Segment Start: Source information

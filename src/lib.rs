pub mod cli;
pub mod config;
pub mod error;
pub mod events;
pub mod exit;
pub mod render;
pub mod session;
pub mod shell;
pub mod store;
pub mod types;

pub use error::{FollowError, Result};
pub use session::UserSession;
pub use store::{LoadOptions, RelationshipStore};
// src/events.rs
//! Machine-readable event logging for audit trails.
//!
//! Events are appended as JSON lines, by default to `.follownet/events.jsonl`.

use anyhow::Result;
use serde::{Deserialize, Serialize};
use std::fs::{self, OpenOptions};
use std::io::Write;
use std::path::{Path, PathBuf};
use std::time::{SystemTime, UNIX_EPOCH};

pub const DEFAULT_EVENT_LOG: &str = ".follownet/events.jsonl";

#[derive(Debug, Clone, PartialEq, Eq, Serialize, Deserialize)]
#[serde(rename_all = "snake_case")]
pub enum EventKind {
    StoreLoaded {
        users: usize,
        edges: usize,
        seeded: bool,
    },
    StoreRepaired {
        fixes: usize,
    },
    StoreSaved {
        path: String,
        users: usize,
    },
    SaveFailed {
        path: String,
        error: String,
    },
    UserRegistered {
        username: String,
    },
    Followed {
        follower: String,
        followed: String,
    },
    Unfollowed {
        follower: String,
        followed: String,
    },
}

#[derive(Debug, Serialize, Deserialize)]
pub struct FollowEvent {
    pub timestamp: u64,
    pub kind: EventKind,
}

#[derive(Debug, Clone)]
pub struct EventLogger {
    log_path: PathBuf,
}

impl EventLogger {
    #[must_use]
    pub fn new(log_path: impl Into<PathBuf>) -> Self {
        Self {
            log_path: log_path.into(),
        }
    }

    #[must_use]
    pub fn path(&self) -> &Path {
        &self.log_path
    }

    pub fn log(&self, kind: EventKind) {
        // Best-effort: a broken log never fails a follow/unfollow.
        if let Ok(json) = Self::serialize_event(kind) {
            let _ = self.append_to_file(&json);
        }
    }

    fn serialize_event(kind: EventKind) -> Result<String> {
        let timestamp = SystemTime::now().duration_since(UNIX_EPOCH)?.as_secs();
        let event = FollowEvent { timestamp, kind };
        Ok(serde_json::to_string(&event)?)
    }

    fn append_to_file(&self, line: &str) -> Result<()> {
        if let Some(parent) = self.log_path.parent() {
            fs::create_dir_all(parent)?;
        }
        let mut file = OpenOptions::new()
            .create(true)
            .append(true)
            .open(&self.log_path)?;
        writeln!(file, "{line}")?;
        Ok(())
    }
}

/// Reads back every well-formed event in a log file. Malformed lines are skipped.
///
/// # Errors
/// Returns error if the file cannot be read.
pub fn read_events(path: &Path) -> Result<Vec<FollowEvent>> {
    let content = fs::read_to_string(path)?;
    Ok(content
        .lines()
        .filter_map(|line| serde_json::from_str(line).ok())
        .collect())
}

#[cfg(test)]
mod tests {
    use super::*;

    #[test]
    fn appends_one_line_per_event() {
        let dir = tempfile::tempdir().unwrap();
        let logger = EventLogger::new(dir.path().join("nested").join("events.jsonl"));

        logger.log(EventKind::UserRegistered {
            username: "Bo".into(),
        });
        logger.log(EventKind::Followed {
            follower: "Bo".into(),
            followed: "Ama".into(),
        });

        let events = read_events(logger.path()).unwrap();
        assert_eq!(events.len(), 2);
        assert_eq!(
            events[1].kind,
            EventKind::Followed {
                follower: "Bo".into(),
                followed: "Ama".into()
            }
        );
    }

    #[test]
    fn unwritable_log_is_ignored() {
        let dir = tempfile::tempdir().unwrap();
        // A directory where the file should be makes every append fail.
        let logger = EventLogger::new(dir.path());
        logger.log(EventKind::StoreRepaired { fixes: 1 });
    }
}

Segment End: Source information

[Exercise]
Gather each line in these records that contains the string "lines".

[Answer to this problem]
//! Events are appended as JSON lines, by default to `.follownet/events.jsonl`.
/// Reads back every well-formed event in a log file. Malformed lines are skipped.
        .lines()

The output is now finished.